Illinois Institute of Technology Project Earns $1.6 Million

Machine Learning


Shlomo Argamon and Kai Shu

Image: Shlomo Argamon and Kai Shu
opinion more

Credit: Illinois Institute of Technology

CHICAGO—May 18, 2023—Illinois Institute of Technology researchers have been awarded a $1.6 million contract to develop a breakthrough system for authentic author attribution and anonymization. The program, known as AUTHOR, promises to use natural language processing and machine learning to create a “stylistic fingerprint” for reliable identification, while also providing a robust solution for anonymization. Offers. With a wide range of applications, including counterintelligence, fighting misinformation, and even investigating the origins of ancient religious texts, the project represents a major advance in computational analysis.
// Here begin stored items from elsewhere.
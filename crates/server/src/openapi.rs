use std::collections::BTreeMap;

use serde::Serialize;
use utoipa::OpenApi;
use utoipa::ToSchema;

#[derive(ToSchema)]
pub struct HealthResponse { pub status: String }

#[derive(Serialize, ToSchema)]
pub struct SearchResultDoc {
    /// `service` or `training`.
    #[serde(rename = "type")]
    pub kind: String,
    pub id: i32,
    pub name: String,
    pub description: String,
    pub url: String,
    pub image: Option<String>,
}

#[derive(ToSchema)]
pub struct SearchResponseDoc { pub results: Vec<SearchResultDoc> }

#[derive(ToSchema)]
pub struct ContactRequest {
    pub full_name: String,
    pub email: String,
    pub phone_number: String,
    pub message: String,
}

#[derive(ToSchema)]
pub struct ContactAjaxResponse {
    pub success: bool,
    pub message: Option<String>,
    pub errors: Option<BTreeMap<String, Vec<String>>>,
}

#[derive(ToSchema)]
pub struct ContactUpdateDoc {
    /// `new`, `in_progress` or `completed`.
    pub status: Option<String>,
    pub admin_notes: Option<String>,
}

/// Inline listing edit; trusted companies accept only `order`.
#[derive(ToSchema)]
pub struct ListingEditDoc {
    pub is_featured: Option<bool>,
    pub order: Option<i32>,
}

#[derive(ToSchema)]
pub struct SiteSettingsDoc {
    pub site_name: Option<String>,
    pub site_logo: Option<String>,
    pub favicon: Option<String>,
    pub primary_color: Option<String>,
    pub secondary_color: Option<String>,
    pub phone_number: Option<String>,
    pub phone_number_2: Option<String>,
    pub email: Option<String>,
    pub address: Option<String>,
    pub facebook_url: Option<String>,
    pub twitter_url: Option<String>,
    pub instagram_url: Option<String>,
    pub linkedin_url: Option<String>,
    pub whatsapp_number: Option<String>,
    pub whatsapp_message: Option<String>,
    pub smtp_host: Option<String>,
    pub smtp_port: Option<i32>,
    pub smtp_username: Option<String>,
    pub smtp_password: Option<String>,
    pub smtp_use_tls: Option<bool>,
    pub map_embed_code: Option<String>,
}

#[derive(OpenApi)]
#[openapi(
    paths(
        crate::routes::health,
        crate::routes::search::live_search,
        crate::routes::contact::submit,
        crate::routes::admin::list_contacts,
        crate::routes::admin::update_contact,
        crate::routes::admin::get_site_settings,
        crate::routes::admin::create_site_settings,
        crate::routes::admin::update_site_settings,
        crate::routes::admin::list_hero_sections,
        crate::routes::admin::create_hero_section,
        crate::routes::admin::update_hero_section,
        crate::routes::admin::delete_hero_section,
        crate::routes::admin::list_services,
        crate::routes::admin::create_service,
        crate::routes::admin::update_service,
        crate::routes::admin::edit_service_listing,
        crate::routes::admin::delete_service,
        crate::routes::admin::list_trainings,
        crate::routes::admin::create_training,
        crate::routes::admin::update_training,
        crate::routes::admin::edit_training_listing,
        crate::routes::admin::delete_training,
        crate::routes::admin::list_trusted_companies,
        crate::routes::admin::create_trusted_company,
        crate::routes::admin::update_trusted_company,
        crate::routes::admin::edit_trusted_company_listing,
        crate::routes::admin::delete_trusted_company,
        crate::routes::admin::list_testimonials,
        crate::routes::admin::create_testimonial,
        crate::routes::admin::update_testimonial,
        crate::routes::admin::edit_testimonial_listing,
        crate::routes::admin::delete_testimonial,
    ),
    components(
        schemas(
            HealthResponse,
            SearchResultDoc,
            SearchResponseDoc,
            ContactRequest,
            ContactAjaxResponse,
            ContactUpdateDoc,
            SiteSettingsDoc,
            ListingEditDoc,
        )
    ),
    tags(
        (name = "health"),
        (name = "search"),
        (name = "contact"),
        (name = "admin")
    )
)]
pub struct ApiDoc;

#[cfg(test)]
mod tests {
    use super::*;

    #[test]
    fn document_lists_public_endpoints() {
        let doc = ApiDoc::openapi();
        let paths: Vec<_> = doc.paths.paths.keys().cloned().collect();
        assert!(paths.contains(&"/api/search/".to_string()));
        assert!(paths.contains(&"/contact/".to_string()));
        assert!(paths.contains(&"/admin/site-settings".to_string()));
        assert!(paths.contains(&"/admin/services/{id}".to_string()));
        assert!(paths.contains(&"/admin/testimonials".to_string()));
    }
}
use std::io;
use tracing_subscriber::{fmt, EnvFilter};

/// Initialize tracing subscriber with sensible defaults and stdout writer.
/// - Respects `RUST_LOG` if set
/// - Falls back to `info,tower_http=info,axum=info,sea_orm=warn`
/// - Writes to stdout to improve visibility in environments that hide stderr
pub fn init_logging_default() {
    let env_filter = EnvFilter::try_from_default_env()
        .unwrap_or_else(|_| EnvFilter::new("info,tower_http=info,axum=info,sea_orm=warn"));
    let _ = fmt()
        .with_env_filter(env_filter)
        .with_target(false)
        .compact()
        .with_writer(io::stdout)
        .try_init();
}

/// Initialize tracing subscriber with JSON structured output.
/// - Respects `RUST_LOG` if set, defaults to `info`
/// - Contact intake and mail delivery log at debug so notification attempts are visible
pub fn init_logging_json() {
    let env_filter = EnvFilter::try_from_default_env()
        .unwrap_or_else(|_| EnvFilter::new("info,service::contact=debug,service::mail=debug"));
    let _ = fmt()
        .with_env_filter(env_filter)
        .with_target(false)
        .json()
        .with_writer(io::stdout)
        .try_init();
}

/// Pick the subscriber by name (`json` or anything else for compact text).
pub fn init_logging(format: &str) {
    if format.eq_ignore_ascii_case("json") {
        init_logging_json();
    } else {
        init_logging_default();
    }
}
A joint project with Charles River Analytics, Rensselaer Polytechnic Institute, Aston University, and the Howard Brain Science Foundation, the project is an $11.3 million pool allocated by the Human Interpretable Attribution of Text using Underlying Structure (HIATUS) program at the National Academy of Sciences. received funding from Intelligence Advanced Research Projects Activity (IARPA), a research organization within the Office of the Director of National Intelligence.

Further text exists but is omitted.